Platform: Ubuntu 22.04


Getting Started

Prerequisites

sudo apt update && sudo apt install -y gcc build-essential libssl-dev

Using This Repository

This is a template repository. Do not fork it.

  1. Click "Use this template""Create a new repository" on GitHub
  2. Name your repository (e.g., SRN-pes-vcs) and set it to public. Replace SRN with your actual SRN, e.g., PESXUG24CSYYY-pes-vcs
  3. Clone this repository to your local machine and do all your lab work inside this directory.
  4. Important: Remember to commit frequently as you progress. You are required to have a minimum of 5 detailed commits per phase. Refer to Submission Requirements for more details.
  5. Clone your new repository and start working

The repository contains skeleton source files with // TODO markers where you need to write code. Functions marked // PROVIDED are complete — do not modify them.

Building

make          # Build the pes binary
make all      # Build pes + test binaries
make clean    # Remove all build artifacts

Author Configuration

PES-VCS reads the author name from the PES_AUTHOR environment variable:

export PES_AUTHOR="Your Name <PESXUG24CS042>"
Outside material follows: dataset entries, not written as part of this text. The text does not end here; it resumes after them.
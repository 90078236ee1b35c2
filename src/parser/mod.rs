mod authority;

use crate::checkers::is_relative;
use crate::error::{ParseError, Result};
use crate::helpers::cut;
use crate::log::debug;
use crate::parsed_url::ParsedUrl;
use crate::url_components::UrlComponents;

/// Split a URL buffer into its components without copying.
///
/// Accepted forms:
///
/// ```text
/// absolute = scheme ":" "//" [ userinfo "@" ] host [ ":" port ] [ "/" path ] [ "?" query ] [ "#" fragment ]
/// relative = "/" path [ "?" query ] [ "#" fragment ]
/// ```
///
/// The returned views borrow `input` mutably and do not overlap.
///
/// # Errors
///
/// Returns an error for an empty buffer, a missing or empty scheme,
/// a scheme not followed by "//", an empty host, an "@" with nothing before it,
/// an unterminated IPv6 literal, or a port that is not a decimal `u16`.
pub fn parse(input: &mut [u8]) -> Result<ParsedUrl<'_>> {
    match scan(input) {
        Ok(components) => Ok(components.carve(input)),
        Err(err) => {
            debug!("rejecting url: {err}");
            Err(err)
        }
    }
}

/// Find the component ranges of `input`.
///
/// Later steps only search what earlier steps left over:
/// fragment, then query, then scheme, authority and path.
fn scan(input: &[u8]) -> Result<UrlComponents> {
    if input.is_empty() {
        return Err(ParseError::EmptyInput);
    }

    let mut out = UrlComponents::new();

    let (rest, fragment) = cut(input, 0..input.len(), b'#');
    out.fragment = fragment;

    let (rest, query) = cut(input, rest, b'?');
    out.query = query;

    if is_relative(&input[rest.clone()]) {
        out.path = Some(rest.start + 1..rest.end);
        return Ok(out);
    }

    let (scheme, after_scheme) = cut(input, rest, b':');
    let after_scheme = match after_scheme {
        Some(after) if !scheme.is_empty() => after,
        _ => return Err(ParseError::InvalidScheme),
    };
    if !input[after_scheme.clone()].starts_with(b"//") {
        return Err(ParseError::MissingAuthority);
    }
    out.scheme = Some(scheme);

    let (authority, path) = cut(input, after_scheme.start + 2..after_scheme.end, b'/');
    out.path = path;

    authority::parse_authority(input, authority, &mut out)?;

    Ok(out)
}
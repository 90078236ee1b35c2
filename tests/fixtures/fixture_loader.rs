/// Fixture loader
///
/// Parse cases are kept in `parse_cases.json` as a flat array of objects,
/// with plain strings acting as section comments.
use serde::Deserialize;

#[derive(Debug, Deserialize, Clone)]
#[serde(untagged)]
pub enum TestCase {
    /// A URL test case; absent keys mean absent components
    UrlTest {
        input: String,
        #[serde(default)]
        scheme: Option<String>,
        #[serde(default)]
        username: Option<String>,
        #[serde(default)]
        password: Option<String>,
        #[serde(default)]
        host: Option<String>,
        #[serde(default)]
        port: Option<u16>,
        #[serde(default)]
        path: Option<String>,
        #[serde(default)]
        query: Option<String>,
        #[serde(default)]
        fragment: Option<String>,
        /// Expected `ParseError` variant name
        #[serde(default)]
        failure: Option<String>,
    },
    /// A comment line (string)
    #[allow(dead_code)]
    Comment(String),
}

pub fn load_parse_cases() -> Vec<TestCase> {
    serde_json::from_str(include_str!("parse_cases.json")).unwrap()
}
mod data_store;
mod snapshot;
mod table;

pub use data_store::{ApplyOutcome, DataStore};
//! Output formatting: table, JSON, plain.
//!
//! Table uses `tabled`, JSON uses serde, plain emits one identifier per
//! line for shell pipelines.

use std::io::{self, Write};

use tabled::{Table, Tabled, settings::Style};

use crate::cli::OutputFormat;
use crate::error::CliError;

/// Render rows in the chosen format. `id_fn` picks the plain-format value.
pub fn render_list<R>(
    format: OutputFormat,
    rows: &[R],
    id_fn: impl Fn(&R) -> String,
) -> Result<String, CliError>
where
    R: Tabled + serde::Serialize,
{
    Ok(match format {
        OutputFormat::Table => Table::new(rows).with(Style::rounded()).to_string(),
        OutputFormat::Json => serde_json::to_string_pretty(rows)?,
        OutputFormat::Plain => rows.iter().map(id_fn).collect::<Vec<_>>().join("\n"),
    })
}

/// Render a scalar answer (existence, tag, key).
pub fn render_value<T>(format: OutputFormat, value: &T) -> Result<String, CliError>
where
    T: serde::Serialize + std::fmt::Display,
{
    Ok(match format {
        OutputFormat::Json => serde_json::to_string(value)?,
        OutputFormat::Table | OutputFormat::Plain => value.to_string(),
    })
}

/// Print the rendered output to stdout, respecting quiet mode.
pub fn print_output(output: &str, quiet: bool) {
    if quiet || output.is_empty() {
        return;
    }
    let mut stdout = io::stdout().lock();
    let _ = writeln!(stdout, "{output}");
}

/// Confirmation line for a completed mutation, on stderr.
pub fn done(message: &str, quiet: bool) {
    if !quiet {
        eprintln!("{message}");
    }
}
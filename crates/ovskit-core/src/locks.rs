// ── Mutation serialization ──
//
// One async mutex per resource kind, held by a mutation for its whole
// duration (precondition check through transaction reply). Mutations of
// different kinds never wait on each other. Cache reads never take these.

use std::fmt;

use strum::{Display, EnumString};
use tokio::sync::{Mutex, MutexGuard};
use tracing::trace;

#[derive(Debug, Clone, Copy, PartialEq, Eq, Hash, Display, EnumString)]
#[strum(serialize_all = "lowercase")]
pub enum ResourceKind {
    Bridge,
    Port,
    Interface,
}

#[derive(Default)]
pub struct ResourceLocks {
    bridge: Mutex<()>,
    port: Mutex<()>,
    interface: Mutex<()>,
}

impl fmt::Debug for ResourceLocks {
    fn fmt(&self, f: &mut fmt::Formatter<'_>) -> fmt::Result {
        f.debug_struct("ResourceLocks")
            .field("bridge_held", &self.is_held(ResourceKind::Bridge))
            .field("port_held", &self.is_held(ResourceKind::Port))
            .field("interface_held", &self.is_held(ResourceKind::Interface))
            .finish()
    }
}

impl ResourceLocks {
    pub fn new() -> Self {
        Self::default()
    }

    /// Wait for exclusive mutation rights on `kind`.
    pub async fn acquire(&self, kind: ResourceKind) -> MutexGuard<'_, ()> {
        let guard = self.lock(kind).lock().await;
        trace!(%kind, "mutation lock acquired");
        guard
    }

    /// Whether a mutation of `kind` is in flight.
    pub fn is_held(&self, kind: ResourceKind) -> bool {
        self.lock(kind).try_lock().is_err()
    }

    fn lock(&self, kind: ResourceKind) -> &Mutex<()> {
        match kind {
            ResourceKind::Bridge => &self.bridge,
            ResourceKind::Port => &self.port,
            ResourceKind::Interface => &self.interface,
        }
    }
}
If unset, it defaults to "PES User <pes@localhost>".

File Inventory

File Role Your Task
pes.h Core data structures and constants Do not modify
object.c Content-addressable object store Implement object_write, object_read
tree.h Tree object interface Do not modify
tree.c Tree serialization and construction Implement tree_from_index
index.h Staging area interface Do not modify
index.c Staging area (text-based index file) Implement index_load, index_save, index_add
commit.h Commit object interface Do not modify
commit.c Commit creation and history Implement commit_create
pes.c CLI entry point and command dispatch Do not modify
test_objects.c Phase 1 test program Do not modify
test_tree.c Phase 2 test program Do not modify
test_sequence.sh End-to-end integration test Do not modify
Makefile Build system Do not modify

Understanding Git: What You're Building

Before writing code, understand how Git works under the hood. Git is a content-addressable filesystem with a few clever data structures on top. Everything in this lab is based on Git's real design.

The Big Picture

When you run git commit, Git doesn't store "changes" or "diffs." It stores complete snapshots of your entire project. Git uses two tricks to make this efficient:

  1. Content-addressable storage: Every file is stored by the SHA hash of its contents. Same content = same hash = stored only once.
  2. Tree structures: Directories are stored as "tree" objects that point to file contents, so unchanged files are just pointers to existing data.
Your project at commit A:          Your project at commit B:
                                   (only README changed)

    root/                              root/
    ├── README.md  ─────┐              ├── README.md  ─────┐
    ├── src/            │              ├── src/            │
    │   └── main.c ─────┼─┐            │   └── main.c ─────┼─┐
    └── Makefile ───────┼─┼─┐          └── Makefile ───────┼─┼─┐
                        │ │ │                              │ │ │
                        ▼ ▼ ▼                              ▼ ▼ ▼
    Object Store:       ┌─────────────────────────────────────────────┐
                        │  a1b2c3 (README v1)    ← only this is new   │
                        │  d4e5f6 (README v2)                         │
                        │  789abc (main.c)       ← shared by both!    │
                        │  fedcba (Makefile)     ← shared by both!    │
                        └─────────────────────────────────────────────┘

The Three Object Types

1. Blob (Binary Large Object)

A blob is just file contents. No filename, no permissions — just the raw bytes.

blob 16\0Hello, World!\n
     ↑    ↑
     │    └── The actual file content
     └─────── Size in bytes

The blob is stored at a path determined by its SHA-256 hash. If two files have identical contents, they share one blob.

2. Tree

A tree represents a directory. It's a list of entries, each pointing to a blob (file) or another tree (subdirectory).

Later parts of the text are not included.